Obsessão em medicar crianças para estarem mais atentas preocupa CNE 552

Obsessão em medicar crianças para estarem mais atentas preocupa CNE

26 de Setembro de 2016

A obsessão em ter as crianças mais atentas e sossegadas, com recurso a substâncias químicas, poderá representar um condicionamento irreversível do seu desenvolvimento cognitivo e social que nenhum medicamento poderá recuperar, alerta o Conselho Nacional de Educação (CNE).

No relatório “Estado da Educação 2015”, o presidente do CNE, David Justino, escreve que se tornou preocupante o consumo de substâncias estimulantes do sistema nervoso central, especialmente as orientadas para a superação de «supostos problemas» de hiperatividade e défice de atenção.

«O recurso cada vez mais generalizado ao metilfenidato (princípio ativo da designação comercial de Ritalina) reflete um problema que não deverá ser menosprezado», advertiu o ex-ministro da Educação na apresentação do documento, citado pela “Lusa”.

O investigador refere a venda de quase 300.000 embalagens deste medicamento, em 2014 (dados do INFARMED), para defender uma reflexão por parte dos pais, dos professores, dos profissionais de saúde e dos decisores políticos sobre as razões de «tão rápido crescimento do consumo» e sobre os efeitos que o abuso destas substâncias pode ter no desenvolvimento geral das crianças.

O CNE recorreu também a dados da Direção-Geral de Saúde para mostrar que o consumo destes medicamentos passou de 2.937.039 doses diárias em 2009 para 6.515.293 em 2013 (considerando os fármacos comparticipados e dispensados à população em regime de ambulatório).

De acordo com o relatório Saúde Mental em Números 2015, as crianças portuguesas até aos 14 anos estão a consumir mais de cinco milhões de doses diárias de metilfenidato.

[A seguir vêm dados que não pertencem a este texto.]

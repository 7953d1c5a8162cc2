//! Unwraps dataset responses to a flat list of JSON objects.
//!
//! Responses arrive either as a bare array or as an object wrapping the
//! array under one of several keys. Keys are tried in a fixed order: the
//! generic ones first, then the dataset-specific ones from
//! [`Endpoint::envelope_keys`]. A wrapper holding an object rather than an
//! array is unwrapped one further level with the same key order; when that
//! level holds no list either, the next key is tried.

use nscat_core::JsonRecord;
use serde_json::Value;

use crate::endpoint::Endpoint;
use crate::error::SupplierError;

const GENERIC_KEYS: [&str; 4] = ["data", "items", "result", "results"];

/// Extracts the record list from `payload`.
///
/// Array elements that are not JSON objects are dropped.
///
/// # Errors
///
/// Returns [`SupplierError::DataFormat`] when no array can be found.
pub fn unwrap_records(endpoint: Endpoint, payload: Value) -> Result<Vec<JsonRecord>, SupplierError> {
    let list = match payload {
        Value::Array(items) => items,
        Value::Object(mut obj) => match find_list(endpoint, &mut obj, true) {
            Some(items) => items,
            None => {
                let body = Value::Object(obj).to_string();
                return Err(SupplierError::data_format(
                    endpoint.name(),
                    "no record list in response object",
                    &body,
                ));
            }
        },
        other => {
            return Err(SupplierError::data_format(
                endpoint.name(),
                "expected a JSON array or object",
                &other.to_string(),
            ))
        }
    };

    let total = list.len();
    let records: Vec<JsonRecord> = list
        .into_iter()
        .filter_map(|item| match item {
            Value::Object(obj) => Some(obj),
            _ => None,
        })
        .collect();
    if records.len() < total {
        tracing::debug!(
            endpoint = endpoint.name(),
            dropped = total - records.len(),
            "discarded non-object list elements"
        );
    }
    Ok(records)
}

/// Takes the first wrapped list found, leaving `obj` untouched otherwise.
fn find_list(endpoint: Endpoint, obj: &mut JsonRecord, descend: bool) -> Option<Vec<Value>> {
    for key in GENERIC_KEYS.iter().chain(endpoint.envelope_keys()) {
        match obj.get_mut(*key) {
            Some(Value::Array(items)) => return Some(std::mem::take(items)),
            Some(Value::Object(inner)) if descend => {
                if let Some(items) = find_list(endpoint, inner, false) {
                    return Some(items);
                }
            }
            _ => {}
        }
    }
    None
}
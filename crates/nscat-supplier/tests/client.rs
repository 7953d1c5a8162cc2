//! Integration tests for the supplier client using wiremock HTTP mocks.

use std::path::Path;

use chrono::{Duration, Utc};
use nscat_supplier::{
    Authenticator, CachedToken, DatasetFetcher, RetryPolicy, SupplierClient, SupplierError,
    TokenCache,
};
use wiremock::matchers::{body_json, header, method, path};
use wiremock::{Mock, MockServer, Request, ResponseTemplate};

fn test_client(server: &MockServer) -> SupplierClient {
    SupplierClient::with_base_url(&format!("{}/api", server.uri()), 30, 5)
        .expect("client construction should not fail")
}

fn test_auth(client: &SupplierClient, cache_path: &Path) -> Authenticator {
    Authenticator::new(
        client.clone(),
        "test-key",
        TokenCache::new(cache_path),
        86_400,
        3_600,
    )
}

fn seed_cache(cache_path: &Path, token: &str, expires_in: Duration) {
    TokenCache::new(cache_path).store(&CachedToken {
        token: token.to_owned(),
        expires_at: Utc::now() + expires_in,
    });
}

async fn connect(server: &MockServer, cache_path: &Path) -> Result<DatasetFetcher, SupplierError> {
    let client = test_client(server);
    let auth = test_auth(&client, cache_path);
    DatasetFetcher::connect(client, auth, RetryPolicy::from_millis(3, &[0]), 2).await
}

async fn mount_login(server: &MockServer, token: &str, expected_calls: u64) {
    Mock::given(method("POST"))
        .and(path("/api/login"))
        .and(body_json(serde_json::json!({ "apiKey": "test-key" })))
        .respond_with(ResponseTemplate::new(200).set_body_json(serde_json::json!({ "token": token })))
        .expect(expected_calls)
        .mount(server)
        .await;
}

#[tokio::test]
async fn cached_token_is_reused_without_login() {
    let server = MockServer::start().await;
    let dir = tempfile::tempdir().unwrap();
    let cache_path = dir.path().join("token.json");
    seed_cache(&cache_path, "cached", Duration::hours(2));

    mount_login(&server, "unused", 0).await;
    Mock::given(method("GET"))
        .and(path("/api/producto/getStock"))
        .and(header("authorization", "Bearer cached"))
        .respond_with(
            ResponseTemplate::new(200).set_body_json(serde_json::json!([{"itemCode": "A1", "stock": 10}])),
        )
        .expect(1)
        .mount(&server)
        .await;

    let mut fetcher = connect(&server, &cache_path).await.expect("should connect");
    let stock = fetcher.fetch_stock().await.expect("should fetch stock");
    assert_eq!(stock.len(), 1);
    assert_eq!(fetcher.token().value(), "cached");
}

#[tokio::test]
async fn expired_cache_triggers_exactly_one_login() {
    let server = MockServer::start().await;
    let dir = tempfile::tempdir().unwrap();
    let cache_path = dir.path().join("token.json");
    seed_cache(&cache_path, "old", Duration::seconds(-5));

    mount_login(&server, "fresh", 1).await;

    let fetcher = connect(&server, &cache_path).await.expect("should connect");
    assert_eq!(fetcher.token().value(), "fresh");

    let cached = TokenCache::new(&cache_path).load().expect("cache should be rewritten");
    assert_eq!(cached.token, "fresh");
    let lifetime = cached.expires_at - Utc::now();
    assert!(lifetime > Duration::hours(22) && lifetime <= Duration::hours(23));
}

#[tokio::test]
async fn stated_expires_in_overrides_configured_validity() {
    let server = MockServer::start().await;
    let dir = tempfile::tempdir().unwrap();
    let cache_path = dir.path().join("token.json");

    Mock::given(method("POST"))
        .and(path("/api/login"))
        .respond_with(ResponseTemplate::new(200).set_body_json(
            serde_json::json!({ "data": { "accessToken": "short", "expires_in": 7200 } }),
        ))
        .expect(1)
        .mount(&server)
        .await;

    let fetcher = connect(&server, &cache_path).await.expect("should connect");
    let lifetime = fetcher.token().expires_at() - Utc::now();
    assert!(lifetime > Duration::minutes(59) && lifetime <= Duration::hours(1));
}

#[tokio::test]
async fn unrepresentable_expires_in_falls_back_to_configured_validity() {
    let server = MockServer::start().await;
    let dir = tempfile::tempdir().unwrap();
    let cache_path = dir.path().join("token.json");

    Mock::given(method("POST"))
        .and(path("/api/login"))
        .respond_with(ResponseTemplate::new(200).set_body_json(
            serde_json::json!({ "token": "t", "expires_in": 100_000_000_000_000_u64 }),
        ))
        .expect(1)
        .mount(&server)
        .await;

    let fetcher = connect(&server, &cache_path).await.expect("should connect");
    let lifetime = fetcher.token().expires_at() - Utc::now();
    assert!(lifetime > Duration::hours(22) && lifetime <= Duration::hours(23));
}

#[tokio::test]
async fn unauthorized_triggers_one_refresh_and_one_retry() {
    let server = MockServer::start().await;
    let dir = tempfile::tempdir().unwrap();
    let cache_path = dir.path().join("token.json");
    seed_cache(&cache_path, "stale", Duration::hours(2));

    mount_login(&server, "fresh", 1).await;
    Mock::given(method("GET"))
        .and(path("/api/producto/getStock"))
        .and(header("authorization", "Bearer stale"))
        .respond_with(ResponseTemplate::new(401))
        .expect(1)
        .mount(&server)
        .await;
    Mock::given(method("GET"))
        .and(path("/api/producto/getStock"))
        .and(header("authorization", "Bearer fresh"))
        .respond_with(
            ResponseTemplate::new(200)
                .set_body_json(serde_json::json!({"data": [{"itemCode": "A1", "stock": 3}]})),
        )
        .expect(1)
        .mount(&server)
        .await;

    let mut fetcher = connect(&server, &cache_path).await.expect("should connect");
    let stock = fetcher.fetch_stock().await.expect("retry should succeed");
    assert_eq!(stock.len(), 1);
    assert_eq!(fetcher.token().value(), "fresh");
    assert_eq!(TokenCache::new(&cache_path).load().unwrap().token, "fresh");
}

#[tokio::test]
async fn second_unauthorized_is_fatal() {
    let server = MockServer::start().await;
    let dir = tempfile::tempdir().unwrap();
    let cache_path = dir.path().join("token.json");
    seed_cache(&cache_path, "stale", Duration::hours(2));

    mount_login(&server, "fresh", 1).await;
    Mock::given(method("GET"))
        .and(path("/api/producto/getPrecio"))
        .respond_with(ResponseTemplate::new(401))
        .expect(2)
        .mount(&server)
        .await;

    let mut fetcher = connect(&server, &cache_path).await.expect("should connect");
    let err = fetcher.fetch_prices().await.unwrap_err();
    assert!(
        matches!(err, SupplierError::TokenRejected { ref endpoint } if endpoint == "getPrecio"),
        "got: {err:?}"
    );
    assert!(err.is_auth());
}

#[tokio::test]
async fn catalog_is_a_get_with_lang_body() {
    let server = MockServer::start().await;
    let dir = tempfile::tempdir().unwrap();
    let cache_path = dir.path().join("token.json");
    seed_cache(&cache_path, "cached", Duration::hours(2));

    Mock::given(method("GET"))
        .and(path("/api/producto/getCatalogo"))
        .and(header("accept", "application/json"))
        .and(body_json(serde_json::json!({ "lang": 2 })))
        .respond_with(ResponseTemplate::new(200).set_body_json(serde_json::json!({
            "catalogo": [{"itemCode": "A1", "productName": "Drill"}, "junk"]
        })))
        .expect(1)
        .mount(&server)
        .await;

    let mut fetcher = connect(&server, &cache_path).await.expect("should connect");
    let catalog = fetcher.fetch_catalog().await.expect("should fetch catalog");
    assert_eq!(catalog.len(), 1);
    assert_eq!(catalog[0]["productName"], "Drill");
}

#[tokio::test]
async fn catalog_retries_up_to_three_attempts() {
    let server = MockServer::start().await;
    let dir = tempfile::tempdir().unwrap();
    let cache_path = dir.path().join("token.json");
    seed_cache(&cache_path, "cached", Duration::hours(2));

    Mock::given(method("GET"))
        .and(path("/api/producto/getCatalogo"))
        .respond_with(ResponseTemplate::new(502).set_body_string("bad gateway"))
        .expect(3)
        .mount(&server)
        .await;

    let mut fetcher = connect(&server, &cache_path).await.expect("should connect");
    let err = fetcher.fetch_catalog().await.unwrap_err();
    assert!(
        matches!(err, SupplierError::UpstreamStatus { status: 502, ref snippet, .. } if snippet == "bad gateway"),
        "got: {err:?}"
    );
}

#[tokio::test]
async fn catalog_unauthorized_refreshes_once_without_burning_retries() {
    let server = MockServer::start().await;
    let dir = tempfile::tempdir().unwrap();
    let cache_path = dir.path().join("token.json");
    seed_cache(&cache_path, "stale", Duration::hours(2));

    mount_login(&server, "fresh", 1).await;
    Mock::given(method("GET"))
        .and(path("/api/producto/getCatalogo"))
        .and(header("authorization", "Bearer stale"))
        .respond_with(ResponseTemplate::new(401))
        .expect(1)
        .mount(&server)
        .await;
    Mock::given(method("GET"))
        .and(path("/api/producto/getCatalogo"))
        .and(header("authorization", "Bearer fresh"))
        .and(body_json(serde_json::json!({ "lang": 2 })))
        .respond_with(
            ResponseTemplate::new(200).set_body_json(serde_json::json!([{"itemCode": "A1"}])),
        )
        .expect(1)
        .mount(&server)
        .await;

    let mut fetcher = connect(&server, &cache_path).await.expect("should connect");
    let catalog = fetcher.fetch_catalog().await.expect("refreshed attempt should succeed");
    assert_eq!(catalog.len(), 1);
    assert_eq!(fetcher.token().value(), "fresh");
}

#[tokio::test]
async fn catalog_recovers_after_non_json_body() {
    let server = MockServer::start().await;
    let dir = tempfile::tempdir().unwrap();
    let cache_path = dir.path().join("token.json");
    seed_cache(&cache_path, "cached", Duration::hours(2));

    Mock::given(method("GET"))
        .and(path("/api/producto/getCatalogo"))
        .respond_with(ResponseTemplate::new(200).set_body_string("<html>busy</html>"))
        .up_to_n_times(1)
        .expect(1)
        .mount(&server)
        .await;
    Mock::given(method("GET"))
        .and(path("/api/producto/getCatalogo"))
        .respond_with(
            ResponseTemplate::new(200).set_body_json(serde_json::json!([{"itemCode": "A1"}])),
        )
        .expect(1)
        .mount(&server)
        .await;

    let mut fetcher = connect(&server, &cache_path).await.expect("should connect");
    let catalog = fetcher.fetch_catalog().await.expect("second attempt should succeed");
    assert_eq!(catalog.len(), 1);
}

#[tokio::test]
async fn other_endpoints_are_not_retried() {
    let server = MockServer::start().await;
    let dir = tempfile::tempdir().unwrap();
    let cache_path = dir.path().join("token.json");
    seed_cache(&cache_path, "cached", Duration::hours(2));

    Mock::given(method("GET"))
        .and(path("/api/producto/getUnidadMedida"))
        .respond_with(ResponseTemplate::new(500))
        .expect(1)
        .mount(&server)
        .await;

    let mut fetcher = connect(&server, &cache_path).await.expect("should connect");
    let err = fetcher.fetch_units_of_measure().await.unwrap_err();
    assert!(matches!(err, SupplierError::UpstreamStatus { status: 500, .. }));
}

#[tokio::test]
async fn unparseable_body_is_data_format_error_with_snippet() {
    let server = MockServer::start().await;
    let dir = tempfile::tempdir().unwrap();
    let cache_path = dir.path().join("token.json");
    seed_cache(&cache_path, "cached", Duration::hours(2));

    Mock::given(method("GET"))
        .and(path("/api/producto/getPrecio"))
        .respond_with(ResponseTemplate::new(200).set_body_string("Service temporarily unavailable"))
        .mount(&server)
        .await;

    let mut fetcher = connect(&server, &cache_path).await.expect("should connect");
    let err = fetcher.fetch_prices().await.unwrap_err();
    match err {
        SupplierError::DataFormat {
            endpoint, snippet, ..
        } => {
            assert_eq!(endpoint, "getPrecio");
            assert_eq!(snippet, "Service temporarily unavailable");
        }
        other => panic!("expected DataFormat, got {other:?}"),
    }
}

#[tokio::test]
async fn wholesale_csv_is_requested_as_text() {
    let server = MockServer::start().await;
    let dir = tempfile::tempdir().unwrap();
    let cache_path = dir.path().join("token.json");
    seed_cache(&cache_path, "cached", Duration::hours(2));

    Mock::given(method("GET"))
        .and(path("/api/producto/getCsv"))
        .and(|req: &Request| {
            req.headers.get("accept").and_then(|v| v.to_str().ok()) == Some("text/csv,*/*;q=0.8")
        })
        .respond_with(ResponseTemplate::new(200).set_body_string("itemCode;PVP\nA1;12,50\n"))
        .expect(1)
        .mount(&server)
        .await;

    let mut fetcher = connect(&server, &cache_path).await.expect("should connect");
    let rows = fetcher.fetch_wholesale().await.expect("should parse CSV");
    assert_eq!(rows.len(), 1);
    assert_eq!(rows[0].get_ignore_case("pvp"), Some("12,50"));
}

#[tokio::test]
async fn login_rejection_is_login_failed() {
    let server = MockServer::start().await;
    let dir = tempfile::tempdir().unwrap();

    Mock::given(method("POST"))
        .and(path("/api/login"))
        .respond_with(ResponseTemplate::new(403).set_body_string("invalid api key"))
        .mount(&server)
        .await;

    let err = connect(&server, &dir.path().join("token.json"))
        .await
        .err()
        .expect("login should fail");
    assert!(
        matches!(err, SupplierError::LoginFailed { status: 403, ref snippet } if snippet == "invalid api key"),
        "got: {err:?}"
    );
}

#[tokio::test]
async fn login_without_token_field_is_token_missing() {
    let server = MockServer::start().await;
    let dir = tempfile::tempdir().unwrap();

    Mock::given(method("POST"))
        .and(path("/api/login"))
        .respond_with(ResponseTemplate::new(200).set_body_json(serde_json::json!({"status": "ok"})))
        .mount(&server)
        .await;

    let err = connect(&server, &dir.path().join("token.json"))
        .await
        .err()
        .expect("login should fail");
    assert!(matches!(err, SupplierError::TokenMissing));
}

#[tokio::test]
async fn fetch_all_runs_every_dataset_in_sequence() {
    let server = MockServer::start().await;
    let dir = tempfile::tempdir().unwrap();
    let cache_path = dir.path().join("token.json");
    seed_cache(&cache_path, "cached", Duration::hours(2));

    for (p, body) in [
        ("/api/producto/getCatalogo", serde_json::json!([{"itemCode": "A1"}])),
        ("/api/producto/getStock", serde_json::json!([{"itemCode": "A1", "stock": 1}])),
        ("/api/producto/getUnidadMedida", serde_json::json!({"unidades": []})),
        ("/api/producto/getPrecio", serde_json::json!({"items": [{"itemCode": "A1", "pvp": 5}]})),
    ] {
        Mock::given(method("GET"))
            .and(path(p))
            .respond_with(ResponseTemplate::new(200).set_body_json(body))
            .expect(1)
            .mount(&server)
            .await;
    }
    Mock::given(method("GET"))
        .and(path("/api/producto/getCsv"))
        .respond_with(ResponseTemplate::new(200).set_body_string("sku,pvp\n"))
        .expect(0)
        .mount(&server)
        .await;

    let mut fetcher = connect(&server, &cache_path).await.expect("should connect");
    let datasets = fetcher.fetch_all(false).await.expect("should fetch all");
    assert_eq!(datasets.catalog.len(), 1);
    assert_eq!(datasets.stock.len(), 1);
    assert!(datasets.units_of_measure.is_empty());
    assert_eq!(datasets.prices.len(), 1);
    assert!(datasets.wholesale.is_none());
}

O investigador nota, por outro lado, uma «assinalável tendência» para a diminuição do consumo de substâncias aditivas: «Há uma clara redução dos que reconhecem ter experimentado o consumo de tabaco e cannabis e uma tendência positiva dos que afirmam não consumir».

Os resultados apurados por este estudo relativamente às bebidas alcoólicas referem uma situação menos favorável, «ainda que a tendência seja para diminuir».

No que diz respeito ao ensino superior, o presidente do CNE assinala que há alunos e oportunidades a menos e que um dos problemas que se coloca na internacionalização das instituições é «a escassa especialização».

«As ofertas generalistas de caráter tradicional tendem a dominar, face ao desejável desenvolvimento de núcleos de ensino e investigação especializados em domínios onde as instituições portuguesas possam ser reconhecidas e com capacidade para competir com as suas congéneres estrangeiras», observa.

David Justino refere também que os indicadores de produção científica «continuam a ser moderados» quando comparados com os de países de idêntico nível de desenvolvimento económico e social.

«O facto de possuirmos alguns centros de excelência, não consegue esconder que a maioria não ultrapassa a mediania, bem como a irremediável tendência para paroquialização e enquistamento das equipas e das instituições de investigação científica», critica o presidente do CNE.

O documento, de 300 páginas, é editado anualmente pelo CNE.